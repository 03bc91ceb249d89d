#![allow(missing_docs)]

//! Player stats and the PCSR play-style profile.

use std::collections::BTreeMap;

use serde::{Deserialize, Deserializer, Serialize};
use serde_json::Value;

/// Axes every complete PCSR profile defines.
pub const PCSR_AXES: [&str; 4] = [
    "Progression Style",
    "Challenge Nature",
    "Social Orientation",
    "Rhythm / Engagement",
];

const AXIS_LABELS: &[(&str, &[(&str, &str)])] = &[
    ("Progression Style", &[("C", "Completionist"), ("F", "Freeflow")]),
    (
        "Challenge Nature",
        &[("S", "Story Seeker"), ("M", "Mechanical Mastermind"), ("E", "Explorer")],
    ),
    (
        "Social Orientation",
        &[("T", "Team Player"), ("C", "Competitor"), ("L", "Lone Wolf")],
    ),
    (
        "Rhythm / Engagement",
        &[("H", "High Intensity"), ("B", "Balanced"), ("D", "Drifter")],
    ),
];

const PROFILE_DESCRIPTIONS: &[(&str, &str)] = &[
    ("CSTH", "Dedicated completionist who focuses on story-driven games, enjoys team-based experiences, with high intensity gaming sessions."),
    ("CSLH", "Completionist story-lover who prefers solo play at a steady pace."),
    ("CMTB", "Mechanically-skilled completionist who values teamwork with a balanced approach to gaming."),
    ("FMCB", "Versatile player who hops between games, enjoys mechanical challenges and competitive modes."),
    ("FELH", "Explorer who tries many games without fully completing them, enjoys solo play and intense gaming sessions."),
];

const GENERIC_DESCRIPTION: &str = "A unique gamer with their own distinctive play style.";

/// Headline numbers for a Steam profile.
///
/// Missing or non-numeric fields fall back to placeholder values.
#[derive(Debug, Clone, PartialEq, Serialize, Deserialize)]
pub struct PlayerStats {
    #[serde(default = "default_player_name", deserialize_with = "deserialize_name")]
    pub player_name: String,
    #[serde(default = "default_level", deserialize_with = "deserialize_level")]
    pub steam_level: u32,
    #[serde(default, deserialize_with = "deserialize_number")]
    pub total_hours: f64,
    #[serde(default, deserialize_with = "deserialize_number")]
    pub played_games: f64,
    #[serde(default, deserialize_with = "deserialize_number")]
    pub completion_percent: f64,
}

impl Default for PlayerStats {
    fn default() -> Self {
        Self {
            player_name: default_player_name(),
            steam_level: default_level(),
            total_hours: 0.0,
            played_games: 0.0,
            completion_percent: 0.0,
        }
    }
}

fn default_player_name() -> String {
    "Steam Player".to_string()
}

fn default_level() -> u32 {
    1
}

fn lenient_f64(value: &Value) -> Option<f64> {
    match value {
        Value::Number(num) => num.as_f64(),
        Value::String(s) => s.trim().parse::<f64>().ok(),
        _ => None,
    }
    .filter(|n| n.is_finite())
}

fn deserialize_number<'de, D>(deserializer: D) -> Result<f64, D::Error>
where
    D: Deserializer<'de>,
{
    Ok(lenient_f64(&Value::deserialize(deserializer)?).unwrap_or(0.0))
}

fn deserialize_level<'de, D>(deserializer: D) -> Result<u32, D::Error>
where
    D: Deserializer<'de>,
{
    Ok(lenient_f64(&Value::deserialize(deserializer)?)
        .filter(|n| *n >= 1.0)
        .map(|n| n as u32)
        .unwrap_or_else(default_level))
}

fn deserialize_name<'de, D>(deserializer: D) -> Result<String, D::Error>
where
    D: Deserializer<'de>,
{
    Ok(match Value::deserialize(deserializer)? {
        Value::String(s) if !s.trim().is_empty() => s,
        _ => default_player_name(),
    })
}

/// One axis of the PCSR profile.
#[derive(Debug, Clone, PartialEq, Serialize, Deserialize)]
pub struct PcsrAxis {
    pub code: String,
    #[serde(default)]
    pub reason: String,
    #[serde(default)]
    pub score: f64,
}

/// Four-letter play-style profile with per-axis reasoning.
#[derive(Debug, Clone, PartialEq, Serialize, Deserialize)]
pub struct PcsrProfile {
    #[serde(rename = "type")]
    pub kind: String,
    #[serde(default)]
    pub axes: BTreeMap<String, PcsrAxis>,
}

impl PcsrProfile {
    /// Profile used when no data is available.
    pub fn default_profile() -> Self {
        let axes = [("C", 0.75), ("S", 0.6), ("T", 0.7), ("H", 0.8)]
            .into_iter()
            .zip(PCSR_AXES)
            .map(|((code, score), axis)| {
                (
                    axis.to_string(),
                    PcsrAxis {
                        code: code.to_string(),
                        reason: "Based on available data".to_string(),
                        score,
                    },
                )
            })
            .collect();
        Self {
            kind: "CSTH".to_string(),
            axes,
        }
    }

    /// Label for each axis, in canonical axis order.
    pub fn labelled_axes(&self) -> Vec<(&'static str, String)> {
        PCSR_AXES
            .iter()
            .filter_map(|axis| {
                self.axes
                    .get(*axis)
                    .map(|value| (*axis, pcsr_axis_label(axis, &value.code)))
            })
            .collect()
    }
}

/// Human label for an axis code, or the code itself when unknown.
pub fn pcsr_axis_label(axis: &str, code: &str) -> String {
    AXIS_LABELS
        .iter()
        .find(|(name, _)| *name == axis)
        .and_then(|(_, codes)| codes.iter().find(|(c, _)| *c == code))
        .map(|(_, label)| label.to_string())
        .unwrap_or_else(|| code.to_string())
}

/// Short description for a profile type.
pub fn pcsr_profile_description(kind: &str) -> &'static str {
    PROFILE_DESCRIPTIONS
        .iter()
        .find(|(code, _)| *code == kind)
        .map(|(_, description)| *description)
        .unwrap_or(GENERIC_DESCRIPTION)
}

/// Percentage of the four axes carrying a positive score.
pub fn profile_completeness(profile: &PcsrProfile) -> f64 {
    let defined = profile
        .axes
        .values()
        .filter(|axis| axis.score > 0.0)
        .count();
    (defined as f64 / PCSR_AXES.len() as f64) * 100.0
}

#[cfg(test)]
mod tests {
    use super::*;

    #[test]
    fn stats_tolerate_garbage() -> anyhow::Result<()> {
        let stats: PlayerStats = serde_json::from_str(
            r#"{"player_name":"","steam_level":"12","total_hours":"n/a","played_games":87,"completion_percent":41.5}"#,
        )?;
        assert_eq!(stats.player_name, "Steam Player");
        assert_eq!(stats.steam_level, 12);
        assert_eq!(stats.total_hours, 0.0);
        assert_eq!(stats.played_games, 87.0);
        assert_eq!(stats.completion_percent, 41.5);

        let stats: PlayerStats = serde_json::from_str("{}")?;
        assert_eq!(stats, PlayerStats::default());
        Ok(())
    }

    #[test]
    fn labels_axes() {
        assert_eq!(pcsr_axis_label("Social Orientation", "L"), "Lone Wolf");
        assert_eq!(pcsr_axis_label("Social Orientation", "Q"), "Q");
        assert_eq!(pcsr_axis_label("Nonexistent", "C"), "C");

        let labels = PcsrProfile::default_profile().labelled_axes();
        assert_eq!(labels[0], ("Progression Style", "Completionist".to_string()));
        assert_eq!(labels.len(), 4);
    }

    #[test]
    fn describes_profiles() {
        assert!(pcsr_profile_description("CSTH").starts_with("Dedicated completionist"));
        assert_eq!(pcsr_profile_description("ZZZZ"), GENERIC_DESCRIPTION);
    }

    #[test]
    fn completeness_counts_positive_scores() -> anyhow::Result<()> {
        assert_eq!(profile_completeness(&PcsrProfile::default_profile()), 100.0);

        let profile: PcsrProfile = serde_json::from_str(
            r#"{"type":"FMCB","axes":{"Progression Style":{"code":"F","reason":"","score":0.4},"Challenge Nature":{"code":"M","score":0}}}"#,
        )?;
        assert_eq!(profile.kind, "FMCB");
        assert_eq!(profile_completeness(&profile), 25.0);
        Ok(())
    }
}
---
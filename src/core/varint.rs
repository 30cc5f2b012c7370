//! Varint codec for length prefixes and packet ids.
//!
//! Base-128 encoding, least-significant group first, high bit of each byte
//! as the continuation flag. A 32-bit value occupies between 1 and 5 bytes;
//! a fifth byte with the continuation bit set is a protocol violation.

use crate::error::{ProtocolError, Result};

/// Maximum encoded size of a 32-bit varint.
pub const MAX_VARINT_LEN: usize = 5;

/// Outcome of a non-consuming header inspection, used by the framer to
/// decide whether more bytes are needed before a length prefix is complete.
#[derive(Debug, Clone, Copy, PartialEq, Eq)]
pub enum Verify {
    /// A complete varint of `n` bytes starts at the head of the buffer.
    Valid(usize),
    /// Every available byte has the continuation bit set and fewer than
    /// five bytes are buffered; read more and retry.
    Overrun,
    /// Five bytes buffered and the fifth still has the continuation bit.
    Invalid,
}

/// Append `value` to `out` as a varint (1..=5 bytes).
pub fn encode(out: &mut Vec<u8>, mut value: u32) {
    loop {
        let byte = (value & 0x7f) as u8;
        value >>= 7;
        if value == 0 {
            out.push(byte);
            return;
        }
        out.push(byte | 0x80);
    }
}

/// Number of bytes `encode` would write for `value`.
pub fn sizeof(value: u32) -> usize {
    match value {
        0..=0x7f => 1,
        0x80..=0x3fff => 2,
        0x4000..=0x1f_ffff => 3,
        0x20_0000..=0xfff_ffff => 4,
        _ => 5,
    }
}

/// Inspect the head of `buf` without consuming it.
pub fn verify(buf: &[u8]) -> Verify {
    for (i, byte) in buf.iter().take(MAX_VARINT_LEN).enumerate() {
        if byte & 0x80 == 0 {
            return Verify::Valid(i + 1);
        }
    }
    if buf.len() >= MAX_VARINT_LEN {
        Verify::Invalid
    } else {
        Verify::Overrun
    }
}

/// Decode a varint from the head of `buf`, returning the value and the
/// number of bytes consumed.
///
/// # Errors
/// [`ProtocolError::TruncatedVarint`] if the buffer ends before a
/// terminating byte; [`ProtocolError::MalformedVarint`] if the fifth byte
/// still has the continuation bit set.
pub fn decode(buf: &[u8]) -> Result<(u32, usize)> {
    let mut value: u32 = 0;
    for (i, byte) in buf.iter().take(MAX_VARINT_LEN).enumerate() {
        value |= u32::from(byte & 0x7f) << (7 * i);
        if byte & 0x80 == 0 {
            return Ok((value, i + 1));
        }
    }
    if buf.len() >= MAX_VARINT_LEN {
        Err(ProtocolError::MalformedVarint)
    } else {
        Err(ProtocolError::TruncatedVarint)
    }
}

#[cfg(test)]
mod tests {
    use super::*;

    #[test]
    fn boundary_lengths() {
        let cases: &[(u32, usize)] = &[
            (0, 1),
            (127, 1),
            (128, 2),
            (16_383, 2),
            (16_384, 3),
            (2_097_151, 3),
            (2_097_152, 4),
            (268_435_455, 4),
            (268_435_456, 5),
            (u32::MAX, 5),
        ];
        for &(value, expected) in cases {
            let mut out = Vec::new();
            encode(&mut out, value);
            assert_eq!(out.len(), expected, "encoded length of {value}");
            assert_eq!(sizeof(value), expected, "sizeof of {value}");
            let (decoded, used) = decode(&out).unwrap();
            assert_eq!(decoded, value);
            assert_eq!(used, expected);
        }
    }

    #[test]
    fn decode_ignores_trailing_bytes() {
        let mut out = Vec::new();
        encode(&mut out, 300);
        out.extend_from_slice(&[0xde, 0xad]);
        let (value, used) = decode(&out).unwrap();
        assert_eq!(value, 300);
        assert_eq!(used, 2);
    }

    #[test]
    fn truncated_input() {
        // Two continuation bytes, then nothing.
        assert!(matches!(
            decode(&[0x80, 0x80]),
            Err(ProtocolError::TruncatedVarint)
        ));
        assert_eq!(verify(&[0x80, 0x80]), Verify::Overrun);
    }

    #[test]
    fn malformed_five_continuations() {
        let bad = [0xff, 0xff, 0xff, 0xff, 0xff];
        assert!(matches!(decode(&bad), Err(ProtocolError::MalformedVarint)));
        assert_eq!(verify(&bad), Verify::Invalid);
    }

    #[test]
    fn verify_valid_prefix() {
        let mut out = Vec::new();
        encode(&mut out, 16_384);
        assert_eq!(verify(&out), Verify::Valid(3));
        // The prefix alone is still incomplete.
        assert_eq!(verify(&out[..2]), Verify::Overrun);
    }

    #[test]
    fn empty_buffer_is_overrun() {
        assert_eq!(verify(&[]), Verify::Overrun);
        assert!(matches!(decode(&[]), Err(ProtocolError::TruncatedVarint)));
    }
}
---
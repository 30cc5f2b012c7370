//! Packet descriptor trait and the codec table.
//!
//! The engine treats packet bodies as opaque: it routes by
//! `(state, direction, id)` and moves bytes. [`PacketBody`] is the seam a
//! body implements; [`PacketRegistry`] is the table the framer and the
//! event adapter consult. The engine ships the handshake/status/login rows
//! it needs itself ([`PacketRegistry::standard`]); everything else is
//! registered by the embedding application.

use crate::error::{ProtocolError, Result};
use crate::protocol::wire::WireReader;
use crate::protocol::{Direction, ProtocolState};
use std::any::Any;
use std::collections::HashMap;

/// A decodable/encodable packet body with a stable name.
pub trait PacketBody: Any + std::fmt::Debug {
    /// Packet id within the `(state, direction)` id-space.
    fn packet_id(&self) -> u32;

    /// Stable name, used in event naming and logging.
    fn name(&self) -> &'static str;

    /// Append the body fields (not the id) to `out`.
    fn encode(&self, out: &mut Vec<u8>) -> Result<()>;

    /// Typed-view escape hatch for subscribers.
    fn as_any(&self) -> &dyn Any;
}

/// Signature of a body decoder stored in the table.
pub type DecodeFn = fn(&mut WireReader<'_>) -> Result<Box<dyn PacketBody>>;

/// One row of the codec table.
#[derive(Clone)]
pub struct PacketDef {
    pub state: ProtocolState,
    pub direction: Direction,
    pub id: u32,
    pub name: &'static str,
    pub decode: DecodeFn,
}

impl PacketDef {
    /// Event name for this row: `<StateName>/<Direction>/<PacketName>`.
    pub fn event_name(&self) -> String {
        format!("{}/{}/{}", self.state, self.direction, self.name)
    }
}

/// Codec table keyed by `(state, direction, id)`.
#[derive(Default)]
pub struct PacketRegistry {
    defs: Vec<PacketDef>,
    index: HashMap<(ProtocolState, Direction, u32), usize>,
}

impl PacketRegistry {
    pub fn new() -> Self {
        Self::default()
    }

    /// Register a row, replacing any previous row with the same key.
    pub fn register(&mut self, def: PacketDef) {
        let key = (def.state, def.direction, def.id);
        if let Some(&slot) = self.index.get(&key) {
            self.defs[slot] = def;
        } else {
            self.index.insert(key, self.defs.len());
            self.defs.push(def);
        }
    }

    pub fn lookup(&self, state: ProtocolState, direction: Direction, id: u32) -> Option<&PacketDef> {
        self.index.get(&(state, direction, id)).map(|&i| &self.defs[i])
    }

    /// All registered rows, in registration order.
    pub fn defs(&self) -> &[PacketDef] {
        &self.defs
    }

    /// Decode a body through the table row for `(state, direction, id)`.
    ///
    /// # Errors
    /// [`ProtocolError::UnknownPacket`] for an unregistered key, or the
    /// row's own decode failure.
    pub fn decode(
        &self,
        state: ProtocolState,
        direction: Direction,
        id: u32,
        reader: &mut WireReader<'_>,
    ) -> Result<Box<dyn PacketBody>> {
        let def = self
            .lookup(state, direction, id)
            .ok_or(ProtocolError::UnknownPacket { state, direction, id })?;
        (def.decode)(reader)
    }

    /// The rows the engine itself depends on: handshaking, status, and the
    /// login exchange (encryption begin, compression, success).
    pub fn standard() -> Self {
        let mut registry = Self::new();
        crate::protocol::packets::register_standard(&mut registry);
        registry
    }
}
---
DESCRIPTION OF THE TASK ▸ Find how many lines of the listing include the string "struct" and give that number, nothing else.

PROBLEM SOLUTION ▸ 5